Financial experience comes in handy for companies like Cracker Barrel Old Country Store Inc., whose Cracker Barrel Old Country Store concept includes a large retail component as well as food and beverage. Mike Woodhouse, who joined the Lebanon, Tenn.-based company as CFO in 1995, was promoted to chief executive eight years ago. In 2006, he oversaw the $486 million sale of the company's Logan's Roadhouse chain.
“Having both restaurant and retail operations within one company makes for an extremely complex business,” said Woodhouse, 64. “So, yes, a background as CFO helps. You're already up to speed on so many details and financial processes.”
“As a CFO, I had been able to relate to their understanding of return for the business and the financial metrics in which the business is managed,” said Morrison, 40, who was CFO for Steak & Ale. “That's a clear distinction that a financial background brings.”
With that in mind, former CFOs use financial tools that may make an “in-the-trenches” operator cringe. Warne points to regression analysis, where menu items, franchise-store sales and other metrics are statistically analyzed to help uncover areas of poor performance that need improvement.
Still, with plenty of operations knowledge to back up their respective financial backgrounds, Morrison, Warne and Woodhouse all stress that a restaurant executive can't fake hands-on experience, especially when dealing with franchisees who are trying to withstand the effects of the recession.

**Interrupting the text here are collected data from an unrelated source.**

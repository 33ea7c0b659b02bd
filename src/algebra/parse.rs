use std::str::FromStr;

use num::BigInt;
use num::BigRational;
use num::One;
use num::Zero;

use super::polynomial::Polynomial;
use crate::error::PtolemyError;
use crate::error::Result;

#[derive(Clone, Debug, PartialEq)]
enum Token {
    Number(BigInt),
    Identifier(String),
    Operator(char),
}

fn tokenize(s: &str) -> Result<Vec<Token>> {
    let mut tokens = vec![];
    let chars: Vec<char> = s.chars().collect();
    let mut i = 0;
    while i < chars.len() {
        let c = chars[i];
        if c.is_whitespace() {
            i += 1;
        } else if c.is_ascii_digit() {
            let start = i;
            while i < chars.len() && chars[i].is_ascii_digit() {
                i += 1;
            }
            let digits: String = chars[start..i].iter().collect();
            let number = digits
                .parse()
                .map_err(|_| PtolemyError::parse(format!("invalid number {}", digits)))?;
            tokens.push(Token::Number(number));
        } else if c.is_alphabetic() || c == '_' {
            let start = i;
            while i < chars.len() && (chars[i].is_alphanumeric() || chars[i] == '_') {
                i += 1;
            }
            tokens.push(Token::Identifier(chars[start..i].iter().collect()));
        } else if "+-*/^()".contains(c) {
            tokens.push(Token::Operator(c));
            i += 1;
        } else {
            return Err(PtolemyError::parse(format!(
                "unexpected character '{}' in polynomial {}",
                c, s
            )));
        }
    }
    Ok(tokens)
}

struct Parser<'a> {
    input: &'a str,
    tokens: Vec<Token>,
    position: usize,
}

type RationalPolynomial<V> = Polynomial<V, BigRational>;

impl<'a> Parser<'a> {
    fn peek(&self) -> Option<&Token> {
        self.tokens.get(self.position)
    }

    fn error(&self, message: &str) -> PtolemyError {
        PtolemyError::parse(format!(
            "{} at token {} of polynomial {}",
            message, self.position, self.input
        ))
    }

    fn accept(&mut self, operator: char) -> bool {
        if self.peek() == Some(&Token::Operator(operator)) {
            self.position += 1;
            true
        } else {
            false
        }
    }

    fn expression<V: Ord + Clone + FromStr>(&mut self) -> Result<RationalPolynomial<V>> {
        let mut result = if self.accept('-') {
            -self.term()?
        } else {
            self.accept('+');
            self.term()?
        };
        loop {
            if self.accept('+') {
                result = result + self.term()?;
            } else if self.accept('-') {
                result = result - self.term()?;
            } else {
                return Ok(result);
            }
        }
    }

    fn term<V: Ord + Clone + FromStr>(&mut self) -> Result<RationalPolynomial<V>> {
        let mut result = self.power::<V>()?;
        loop {
            if self.accept('*') {
                result = result * self.power::<V>()?;
            } else if self.accept('/') {
                let divisor = self.power::<V>()?;
                if !divisor.is_constant() || divisor.constant_term().is_zero() {
                    return Err(self.error("division by a non-constant or zero"));
                }
                result = result.scale(&(BigRational::one() / divisor.constant_term()));
            } else {
                return Ok(result);
            }
        }
    }

    fn power<V: Ord + Clone + FromStr>(&mut self) -> Result<RationalPolynomial<V>> {
        let base = self.atom()?;
        if self.accept('^') {
            match self.peek().cloned() {
                Some(Token::Number(exponent)) => {
                    self.position += 1;
                    let exponent = u32::try_from(exponent)
                        .map_err(|_| self.error("exponent out of range"))?;
                    Ok(base.pow(exponent))
                }
                _ => Err(self.error("expected integer exponent")),
            }
        } else {
            Ok(base)
        }
    }

    fn atom<V: Ord + Clone + FromStr>(&mut self) -> Result<RationalPolynomial<V>> {
        match self.peek().cloned() {
            Some(Token::Number(n)) => {
                self.position += 1;
                Ok(Polynomial::constant(BigRational::from_integer(n)))
            }
            Some(Token::Identifier(name)) => {
                self.position += 1;
                let v = name
                    .parse()
                    .map_err(|_| self.error(&format!("unknown variable {}", name)))?;
                Ok(Polynomial::variable(v))
            }
            Some(Token::Operator('(')) => {
                self.position += 1;
                let inner = self.expression()?;
                if !self.accept(')') {
                    return Err(self.error("expected ')'"));
                }
                Ok(inner)
            }
            Some(Token::Operator('-')) => {
                self.position += 1;
                Ok(-self.atom()?)
            }
            _ => Err(self.error("expected number, variable or '('")),
        }
    }
}

/// Parses a polynomial with rational coefficients in infix notation,
/// e.g. `2/3*x^2*y - (y + 1)^2`.
pub fn parse_polynomial<V: Ord + Clone + FromStr>(s: &str) -> Result<RationalPolynomial<V>> {
    let mut parser = Parser {
        input: s,
        tokens: tokenize(s)?,
        position: 0,
    };
    let result = parser.expression()?;
    if parser.position != parser.tokens.len() {
        return Err(parser.error("trailing input"));
    }
    Ok(result)
}

/// Parses a comma separated list of polynomials.
pub fn parse_polynomial_list<V: Ord + Clone + FromStr>(s: &str) -> Result<Vec<RationalPolynomial<V>>> {
    s.split(',')
        .map(|p| p.trim())
        .filter(|p| !p.is_empty())
        .map(parse_polynomial)
        .collect()
}

#[cfg(test)]
mod tests {
    use num::BigRational;

    use super::parse_polynomial;
    use super::parse_polynomial_list;
    use crate::algebra::polynomial::Polynomial;

    type P = Polynomial<char, BigRational>;

    fn parse(s: &str) -> P {
        parse_polynomial(s).unwrap()
    }

    #[test]
    fn parse_and_print() {
        for s in ["x^2 - 2*x*y + 1", "-x + 3", "y^3*x - 5"] {
            let p = parse(s);
            assert_eq!(parse(&p.to_string()), p);
        }
        assert_eq!(parse("(x + 1)^2"), parse("x^2 + 2*x + 1"));
        assert_eq!(parse("x*(y - 1) - -x"), parse("x*y"));
    }

    #[test]
    fn rational_coefficients() {
        let p = parse("2/3*x + x/3");
        assert_eq!(p, parse("x"));
        assert_eq!(
            parse("1/2").constant_term(),
            BigRational::new(1.into(), 2.into())
        );
    }

    #[test]
    fn errors() {
        assert!(parse_polynomial::<char>("x +").is_err());
        assert!(parse_polynomial::<char>("x / y").is_err());
        assert!(parse_polynomial::<char>("(x").is_err());
        assert!(parse_polynomial::<char>("x $ y").is_err());
        assert!(parse_polynomial::<char>("xy").is_err());
    }

    #[test]
    fn lists() {
        let list = parse_polynomial_list::<char>("x - 1,\n y^2 + x, ").unwrap();
        assert_eq!(list.len(), 2);
        assert_eq!(list[1], parse("y^2 + x"));
    }
}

With all but three of Pizza Inn's units franchised, Morrison, whose company's same-store sales fell just 1 percent for its most recent quarter, constantly works with restaurant owners to prevent what he called “knee-jerk reactions that sacrifice customer service.”
Likewise, Warne and Woodhouse said that, financial background notwithstanding, chief executives looking to save their way out of an earnings slump would be making a big mistake.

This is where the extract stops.